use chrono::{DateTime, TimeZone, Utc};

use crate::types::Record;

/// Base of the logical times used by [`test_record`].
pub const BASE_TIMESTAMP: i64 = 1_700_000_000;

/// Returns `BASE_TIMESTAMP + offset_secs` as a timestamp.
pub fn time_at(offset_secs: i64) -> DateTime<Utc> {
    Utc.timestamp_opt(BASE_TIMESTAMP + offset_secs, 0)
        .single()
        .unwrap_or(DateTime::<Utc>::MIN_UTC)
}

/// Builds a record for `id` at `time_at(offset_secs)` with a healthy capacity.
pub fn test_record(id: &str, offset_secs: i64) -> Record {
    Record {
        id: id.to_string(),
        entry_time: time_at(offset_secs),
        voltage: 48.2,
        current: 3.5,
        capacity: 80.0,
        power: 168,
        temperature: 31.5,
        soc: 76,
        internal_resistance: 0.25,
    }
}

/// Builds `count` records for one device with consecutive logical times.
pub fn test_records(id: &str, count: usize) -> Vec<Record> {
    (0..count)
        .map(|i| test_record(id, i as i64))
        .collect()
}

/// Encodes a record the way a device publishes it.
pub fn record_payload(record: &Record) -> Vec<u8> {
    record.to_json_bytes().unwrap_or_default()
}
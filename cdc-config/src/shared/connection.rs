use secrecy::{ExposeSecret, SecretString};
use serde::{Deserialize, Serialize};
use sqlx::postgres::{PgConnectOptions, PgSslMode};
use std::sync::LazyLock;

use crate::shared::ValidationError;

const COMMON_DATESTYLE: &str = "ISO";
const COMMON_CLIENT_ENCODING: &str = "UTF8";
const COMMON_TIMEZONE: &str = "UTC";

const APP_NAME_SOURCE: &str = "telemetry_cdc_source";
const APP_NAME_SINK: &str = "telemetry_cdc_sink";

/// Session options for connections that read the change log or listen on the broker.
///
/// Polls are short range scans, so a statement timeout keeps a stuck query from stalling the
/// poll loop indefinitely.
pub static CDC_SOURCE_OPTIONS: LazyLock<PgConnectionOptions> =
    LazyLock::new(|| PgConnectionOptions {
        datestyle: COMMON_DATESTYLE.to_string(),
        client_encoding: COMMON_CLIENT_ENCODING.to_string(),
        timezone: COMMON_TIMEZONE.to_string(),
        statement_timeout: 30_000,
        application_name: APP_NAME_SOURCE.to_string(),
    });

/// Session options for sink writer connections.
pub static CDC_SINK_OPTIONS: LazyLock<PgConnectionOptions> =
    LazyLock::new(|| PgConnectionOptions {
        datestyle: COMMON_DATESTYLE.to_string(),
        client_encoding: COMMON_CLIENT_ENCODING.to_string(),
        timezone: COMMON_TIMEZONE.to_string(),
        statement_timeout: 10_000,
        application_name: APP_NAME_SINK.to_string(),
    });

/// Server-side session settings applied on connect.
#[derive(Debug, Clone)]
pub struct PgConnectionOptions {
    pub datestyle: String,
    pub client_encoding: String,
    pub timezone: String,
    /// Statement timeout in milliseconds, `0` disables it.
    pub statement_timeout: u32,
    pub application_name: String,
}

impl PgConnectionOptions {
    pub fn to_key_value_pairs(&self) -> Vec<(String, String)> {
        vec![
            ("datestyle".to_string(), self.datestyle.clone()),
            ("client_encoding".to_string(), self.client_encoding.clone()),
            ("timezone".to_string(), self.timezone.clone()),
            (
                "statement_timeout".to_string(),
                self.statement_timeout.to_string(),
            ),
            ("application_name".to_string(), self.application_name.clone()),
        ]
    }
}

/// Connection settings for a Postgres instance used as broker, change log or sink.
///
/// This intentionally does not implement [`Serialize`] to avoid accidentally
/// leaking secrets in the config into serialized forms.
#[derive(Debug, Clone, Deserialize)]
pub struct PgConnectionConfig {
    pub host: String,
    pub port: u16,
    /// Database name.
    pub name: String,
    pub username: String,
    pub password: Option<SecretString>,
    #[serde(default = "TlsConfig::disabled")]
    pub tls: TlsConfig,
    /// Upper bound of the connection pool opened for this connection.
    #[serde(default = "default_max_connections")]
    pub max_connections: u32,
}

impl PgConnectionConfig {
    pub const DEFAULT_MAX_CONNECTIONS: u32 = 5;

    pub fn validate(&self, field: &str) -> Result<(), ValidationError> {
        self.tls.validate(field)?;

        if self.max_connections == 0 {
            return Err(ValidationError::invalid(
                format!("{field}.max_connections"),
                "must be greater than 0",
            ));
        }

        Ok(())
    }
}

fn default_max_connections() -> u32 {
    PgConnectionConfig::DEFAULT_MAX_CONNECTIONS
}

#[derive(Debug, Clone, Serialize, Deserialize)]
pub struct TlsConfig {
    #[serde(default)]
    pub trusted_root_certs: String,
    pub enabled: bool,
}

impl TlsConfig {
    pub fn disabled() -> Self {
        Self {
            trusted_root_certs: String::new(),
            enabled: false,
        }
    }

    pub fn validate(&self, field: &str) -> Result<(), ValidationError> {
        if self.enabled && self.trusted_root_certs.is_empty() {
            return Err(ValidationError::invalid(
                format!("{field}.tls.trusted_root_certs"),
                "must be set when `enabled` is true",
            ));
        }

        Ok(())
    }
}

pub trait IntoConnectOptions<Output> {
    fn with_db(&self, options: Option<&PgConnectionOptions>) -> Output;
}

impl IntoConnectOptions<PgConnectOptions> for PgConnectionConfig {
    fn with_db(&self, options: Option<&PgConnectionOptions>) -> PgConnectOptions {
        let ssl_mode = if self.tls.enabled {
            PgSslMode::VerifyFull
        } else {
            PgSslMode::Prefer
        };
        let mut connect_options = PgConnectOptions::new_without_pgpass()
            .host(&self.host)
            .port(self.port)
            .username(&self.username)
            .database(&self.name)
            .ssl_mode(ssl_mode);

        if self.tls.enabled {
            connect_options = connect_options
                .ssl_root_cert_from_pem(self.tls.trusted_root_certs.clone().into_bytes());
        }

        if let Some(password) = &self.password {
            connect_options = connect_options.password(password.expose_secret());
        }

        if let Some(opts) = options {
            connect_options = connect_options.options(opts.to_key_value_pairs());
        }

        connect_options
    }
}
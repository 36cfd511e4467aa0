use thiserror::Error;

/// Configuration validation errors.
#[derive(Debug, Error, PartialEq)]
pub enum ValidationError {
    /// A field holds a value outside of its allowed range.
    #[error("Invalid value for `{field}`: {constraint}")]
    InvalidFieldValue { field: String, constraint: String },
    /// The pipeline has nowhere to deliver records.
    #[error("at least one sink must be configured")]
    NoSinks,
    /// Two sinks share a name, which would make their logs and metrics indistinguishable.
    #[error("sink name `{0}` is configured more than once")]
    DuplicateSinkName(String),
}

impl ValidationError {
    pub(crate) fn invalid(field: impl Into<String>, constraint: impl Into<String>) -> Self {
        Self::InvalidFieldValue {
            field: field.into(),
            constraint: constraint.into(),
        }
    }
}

Try it
Reproduce the whole listing above exactly.

Result of this exercise
use chrono::{DateTime, TimeZone, Utc};

use crate::types::Record;

/// Base of the logical times used by [`test_record`].
pub const BASE_TIMESTAMP: i64 = 1_700_000_000;

/// Returns `BASE_TIMESTAMP + offset_secs` as a timestamp.
pub fn time_at(offset_secs: i64) -> DateTime<Utc> {
    Utc.timestamp_opt(BASE_TIMESTAMP + offset_secs, 0)
        .single()
        .unwrap_or(DateTime::<Utc>::MIN_UTC)
}

/// Builds a record for `id` at `time_at(offset_secs)` with a healthy capacity.
pub fn test_record(id: &str, offset_secs: i64) -> Record {
    Record {
        id: id.to_string(),
        entry_time: time_at(offset_secs),
        voltage: 48.2,
        current: 3.5,
        capacity: 80.0,
        power: 168,
        temperature: 31.5,
        soc: 76,
        internal_resistance: 0.25,
    }
}

/// Builds `count` records for one device with consecutive logical times.
pub fn test_records(id: &str, count: usize) -> Vec<Record> {
    (0..count)
        .map(|i| test_record(id, i as i64))
        .collect()
}

/// Encodes a record the way a device publishes it.
pub fn record_payload(record: &Record) -> Vec<u8> {
    record.to_json_bytes().unwrap_or_default()
}
filename cdc-config/src/shared/connection.rs
use secrecy::{ExposeSecret, SecretString};
use serde::{Deserialize, Serialize};
use sqlx::postgres::{PgConnectOptions, PgSslMode};
use std::sync::LazyLock;

use crate::shared::ValidationError;

const COMMON_DATESTYLE: &str = "ISO";
const COMMON_CLIENT_ENCODING: &str = "UTF8";
const COMMON_TIMEZONE: &str = "UTC";

const APP_NAME_SOURCE: &str = "telemetry_cdc_source";
const APP_NAME_SINK: &str = "telemetry_cdc_sink";

/// Session options for connections that read the change log or listen on the broker.
///
/// Polls are short range scans, so a statement timeout keeps a stuck query from stalling the
/// poll loop indefinitely.
pub static CDC_SOURCE_OPTIONS: LazyLock<PgConnectionOptions> =
    LazyLock::new(|| PgConnectionOptions {
        datestyle: COMMON_DATESTYLE.to_string(),
        client_encoding: COMMON_CLIENT_ENCODING.to_string(),
        timezone: COMMON_TIMEZONE.to_string(),
        statement_timeout: 30_000,
        application_name: APP_NAME_SOURCE.to_string(),
    });

/// Session options for sink writer connections.
pub static CDC_SINK_OPTIONS: LazyLock<PgConnectionOptions> =
    LazyLock::new(|| PgConnectionOptions {
        datestyle: COMMON_DATESTYLE.to_string(),
        client_encoding: COMMON_CLIENT_ENCODING.to_string(),
        timezone: COMMON_TIMEZONE.to_string(),
        statement_timeout: 10_000,
        application_name: APP_NAME_SINK.to_string(),
    });

/// Server-side session settings applied on connect.
#[derive(Debug, Clone)]
pub struct PgConnectionOptions {
    pub datestyle: String,
    pub client_encoding: String,
    pub timezone: String,
    /// Statement timeout in milliseconds, `0` disables it.
    pub statement_timeout: u32,
    pub application_name: String,
}

impl PgConnectionOptions {
    pub fn to_key_value_pairs(&self) -> Vec<(String, String)> {
        vec![
            ("datestyle".to_string(), self.datestyle.clone()),
            ("client_encoding".to_string(), self.client_encoding.clone()),
            ("timezone".to_string(), self.timezone.clone()),
            (
                "statement_timeout".to_string(),
                self.statement_timeout.to_string(),
            ),
            ("application_name".to_string(), self.application_name.clone()),
        ]
    }
}

/// Connection settings for a Postgres instance used as broker, change log or sink.
///
/// This intentionally does not implement [`Serialize`] to avoid accidentally
/// leaking secrets in the config into serialized forms.
#[derive(Debug, Clone, Deserialize)]
pub struct PgConnectionConfig {
    pub host: String,
    pub port: u16,
    /// Database name.
    pub name: String,
    pub username: String,
    pub password: Option<SecretString>,
    #[serde(default = "TlsConfig::disabled")]
    pub tls: TlsConfig,
    /// Upper bound of the connection pool opened for this connection.
    #[serde(default = "default_max_connections")]
    pub max_connections: u32,
}

impl PgConnectionConfig {
    pub const DEFAULT_MAX_CONNECTIONS: u32 = 5;

    pub fn validate(&self, field: &str) -> Result<(), ValidationError> {
        self.tls.validate(field)?;

        if self.max_connections == 0 {
            return Err(ValidationError::invalid(
                format!("{field}.max_connections"),
                "must be greater than 0",
            ));
        }

        Ok(())
    }
}

fn default_max_connections() -> u32 {
    PgConnectionConfig::DEFAULT_MAX_CONNECTIONS
}

#[derive(Debug, Clone, Serialize, Deserialize)]
pub struct TlsConfig {
    #[serde(default)]
    pub trusted_root_certs: String,
    pub enabled: bool,
}

impl TlsConfig {
    pub fn disabled() -> Self {
        Self {
            trusted_root_certs: String::new(),
            enabled: false,
        }
    }

    pub fn validate(&self, field: &str) -> Result<(), ValidationError> {
        if self.enabled && self.trusted_root_certs.is_empty() {
            return Err(ValidationError::invalid(
                format!("{field}.tls.trusted_root_certs"),
                "must be set when `enabled` is true",
            ));
        }

        Ok(())
    }
}

pub trait IntoConnectOptions<Output> {
    fn with_db(&self, options: Option<&PgConnectionOptions>) -> Output;
}

impl IntoConnectOptions<PgConnectOptions> for PgConnectionConfig {
    fn with_db(&self, options: Option<&PgConnectionOptions>) -> PgConnectOptions {
        let ssl_mode = if self.tls.enabled {
            PgSslMode::VerifyFull
        } else {
            PgSslMode::Prefer
        };
        let mut connect_options = PgConnectOptions::new_without_pgpass()
            .host(&self.host)
            .port(self.port)
            .username(&self.username)
            .database(&self.name)
            .ssl_mode(ssl_mode);

        if self.tls.enabled {
            connect_options = connect_options
                .ssl_root_cert_from_pem(self.tls.trusted_root_certs.clone().into_bytes());
        }

        if let Some(password) = &self.password {
            connect_options = connect_options.password(password.expose_secret());
        }

        if let Some(opts) = options {
            connect_options = connect_options.options(opts.to_key_value_pairs());
        }

        connect_options
    }
}
repository 36cfd511e4467aa0
use thiserror::Error;

/// Configuration validation errors.
#[derive(Debug, Error, PartialEq)]
pub enum ValidationError {
    /// A field holds a value outside of its allowed range.
    #[error("Invalid value for `{field}`: {constraint}")]
    InvalidFieldValue { field: String, constraint: String },
    /// The pipeline has nowhere to deliver records.
    #[error("at least one sink must be configured")]
    NoSinks,
    /// Two sinks share a name, which would make their logs and metrics indistinguishable.
    #[error("sink name `{0}` is configured more than once")]
    DuplicateSinkName(String),
}

impl ValidationError {
    pub(crate) fn invalid(field: impl Into<String>, constraint: impl Into<String>) -> Self {
        Self::InvalidFieldValue {
            field: field.into(),
            constraint: constraint.into(),
        }
    }
}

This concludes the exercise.